Work to complete: Each record is to be printed again precisely as it reads.

Collected data:
§

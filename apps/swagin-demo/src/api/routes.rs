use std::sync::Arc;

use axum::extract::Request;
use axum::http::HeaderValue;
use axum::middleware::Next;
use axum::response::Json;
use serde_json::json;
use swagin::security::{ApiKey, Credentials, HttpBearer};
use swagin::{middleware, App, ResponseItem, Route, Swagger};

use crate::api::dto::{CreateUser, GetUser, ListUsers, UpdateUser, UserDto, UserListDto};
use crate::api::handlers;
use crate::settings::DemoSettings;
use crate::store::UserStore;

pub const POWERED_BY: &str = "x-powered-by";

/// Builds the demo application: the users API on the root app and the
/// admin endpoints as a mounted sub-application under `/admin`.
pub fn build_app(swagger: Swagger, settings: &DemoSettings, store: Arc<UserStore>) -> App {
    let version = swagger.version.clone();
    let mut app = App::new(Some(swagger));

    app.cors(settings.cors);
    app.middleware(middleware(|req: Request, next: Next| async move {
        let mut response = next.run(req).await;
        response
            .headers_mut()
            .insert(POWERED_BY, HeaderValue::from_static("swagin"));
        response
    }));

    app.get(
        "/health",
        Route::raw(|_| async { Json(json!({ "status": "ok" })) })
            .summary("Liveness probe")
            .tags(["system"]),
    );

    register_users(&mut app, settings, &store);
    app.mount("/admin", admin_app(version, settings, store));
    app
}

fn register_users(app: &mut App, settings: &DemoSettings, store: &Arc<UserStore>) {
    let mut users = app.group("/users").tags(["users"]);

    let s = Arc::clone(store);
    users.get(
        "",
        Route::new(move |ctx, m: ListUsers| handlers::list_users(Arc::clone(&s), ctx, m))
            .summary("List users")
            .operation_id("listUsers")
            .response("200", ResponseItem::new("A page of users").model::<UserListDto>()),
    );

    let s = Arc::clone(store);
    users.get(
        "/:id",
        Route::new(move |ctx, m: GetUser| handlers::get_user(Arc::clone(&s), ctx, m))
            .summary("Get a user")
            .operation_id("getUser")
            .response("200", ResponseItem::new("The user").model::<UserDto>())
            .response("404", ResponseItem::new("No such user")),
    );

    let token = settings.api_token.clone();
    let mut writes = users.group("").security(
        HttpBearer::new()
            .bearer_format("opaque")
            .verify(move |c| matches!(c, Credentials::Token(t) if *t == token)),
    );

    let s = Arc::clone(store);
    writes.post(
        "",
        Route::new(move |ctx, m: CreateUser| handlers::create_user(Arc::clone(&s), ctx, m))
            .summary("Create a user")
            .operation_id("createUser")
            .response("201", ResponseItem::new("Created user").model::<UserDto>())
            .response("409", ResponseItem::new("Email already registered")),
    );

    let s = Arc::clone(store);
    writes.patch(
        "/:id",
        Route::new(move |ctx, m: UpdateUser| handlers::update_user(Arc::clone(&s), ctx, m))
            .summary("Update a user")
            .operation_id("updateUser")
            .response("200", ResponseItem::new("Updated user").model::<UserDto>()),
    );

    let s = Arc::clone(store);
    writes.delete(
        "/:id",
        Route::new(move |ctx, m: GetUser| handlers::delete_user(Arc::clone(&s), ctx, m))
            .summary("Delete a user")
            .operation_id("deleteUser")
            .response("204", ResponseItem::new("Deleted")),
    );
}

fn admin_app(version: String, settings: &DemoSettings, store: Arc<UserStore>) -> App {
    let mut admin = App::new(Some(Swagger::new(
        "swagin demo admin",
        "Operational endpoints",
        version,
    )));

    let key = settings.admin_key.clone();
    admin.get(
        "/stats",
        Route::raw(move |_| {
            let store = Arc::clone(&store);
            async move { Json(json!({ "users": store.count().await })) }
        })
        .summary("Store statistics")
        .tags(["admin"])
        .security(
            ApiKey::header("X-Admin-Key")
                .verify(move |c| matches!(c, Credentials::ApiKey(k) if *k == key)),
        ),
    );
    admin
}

§

Response area:
filename apps/swagin-demo/src/api/routes.rs
use std::sync::Arc;

use axum::extract::Request;
use axum::http::HeaderValue;
use axum::middleware::Next;
use axum::response::Json;
use serde_json::json;
use swagin::security::{ApiKey, Credentials, HttpBearer};
use swagin::{middleware, App, ResponseItem, Route, Swagger};

use crate::api::dto::{CreateUser, GetUser, ListUsers, UpdateUser, UserDto, UserListDto};
use crate::api::handlers;
use crate::settings::DemoSettings;
use crate::store::UserStore;

pub const POWERED_BY: &str = "x-powered-by";

/// Builds the demo application: the users API on the root app and the
/// admin endpoints as a mounted sub-application under `/admin`.
pub fn build_app(swagger: Swagger, settings: &DemoSettings, store: Arc<UserStore>) -> App {
    let version = swagger.version.clone();
    let mut app = App::new(Some(swagger));

    app.cors(settings.cors);
    app.middleware(middleware(|req: Request, next: Next| async move {
        let mut response = next.run(req).await;
        response
            .headers_mut()
            .insert(POWERED_BY, HeaderValue::from_static("swagin"));
        response
    }));

    app.get(
        "/health",
        Route::raw(|_| async { Json(json!({ "status": "ok" })) })
            .summary("Liveness probe")
            .tags(["system"]),
    );

    register_users(&mut app, settings, &store);
    app.mount("/admin", admin_app(version, settings, store));
    app
}

fn register_users(app: &mut App, settings: &DemoSettings, store: &Arc<UserStore>) {
    let mut users = app.group("/users").tags(["users"]);

    let s = Arc::clone(store);
    users.get(
        "",
        Route::new(move |ctx, m: ListUsers| handlers::list_users(Arc::clone(&s), ctx, m))
            .summary("List users")
            .operation_id("listUsers")
            .response("200", ResponseItem::new("A page of users").model::<UserListDto>()),
    );

    let s = Arc::clone(store);
    users.get(
        "/:id",
        Route::new(move |ctx, m: GetUser| handlers::get_user(Arc::clone(&s), ctx, m))
            .summary("Get a user")
            .operation_id("getUser")
            .response("200", ResponseItem::new("The user").model::<UserDto>())
            .response("404", ResponseItem::new("No such user")),
    );

    let token = settings.api_token.clone();
    let mut writes = users.group("").security(
        HttpBearer::new()
            .bearer_format("opaque")
            .verify(move |c| matches!(c, Credentials::Token(t) if *t == token)),
    );

    let s = Arc::clone(store);
    writes.post(
        "",
        Route::new(move |ctx, m: CreateUser| handlers::create_user(Arc::clone(&s), ctx, m))
            .summary("Create a user")
            .operation_id("createUser")
            .response("201", ResponseItem::new("Created user").model::<UserDto>())
            .response("409", ResponseItem::new("Email already registered")),
    );

    let s = Arc::clone(store);
    writes.patch(
        "/:id",
        Route::new(move |ctx, m: UpdateUser| handlers::update_user(Arc::clone(&s), ctx, m))
            .summary("Update a user")
            .operation_id("updateUser")
            .response("200", ResponseItem::new("Updated user").model::<UserDto>()),
    );

    let s = Arc::clone(store);
    writes.delete(
        "/:id",
        Route::new(move |ctx, m: GetUser| handlers::delete_user(Arc::clone(&s), ctx, m))
            .summary("Delete a user")
            .operation_id("deleteUser")
            .response("204", ResponseItem::new("Deleted")),
    );
}

fn admin_app(version: String, settings: &DemoSettings, store: Arc<UserStore>) -> App {
    let mut admin = App::new(Some(Swagger::new(
        "swagin demo admin",
        "Operational endpoints",
        version,
    )));

    let key = settings.admin_key.clone();
    admin.get(
        "/stats",
        Route::raw(move |_| {
            let store = Arc::clone(&store);
            async move { Json(json!({ "users": store.count().await })) }
        })
        .summary("Store statistics")
        .tags(["admin"])
        .security(
            ApiKey::header("X-Admin-Key")
                .verify(move |c| matches!(c, Credentials::ApiKey(k) if *k == key)),
        ),
    );
    admin
}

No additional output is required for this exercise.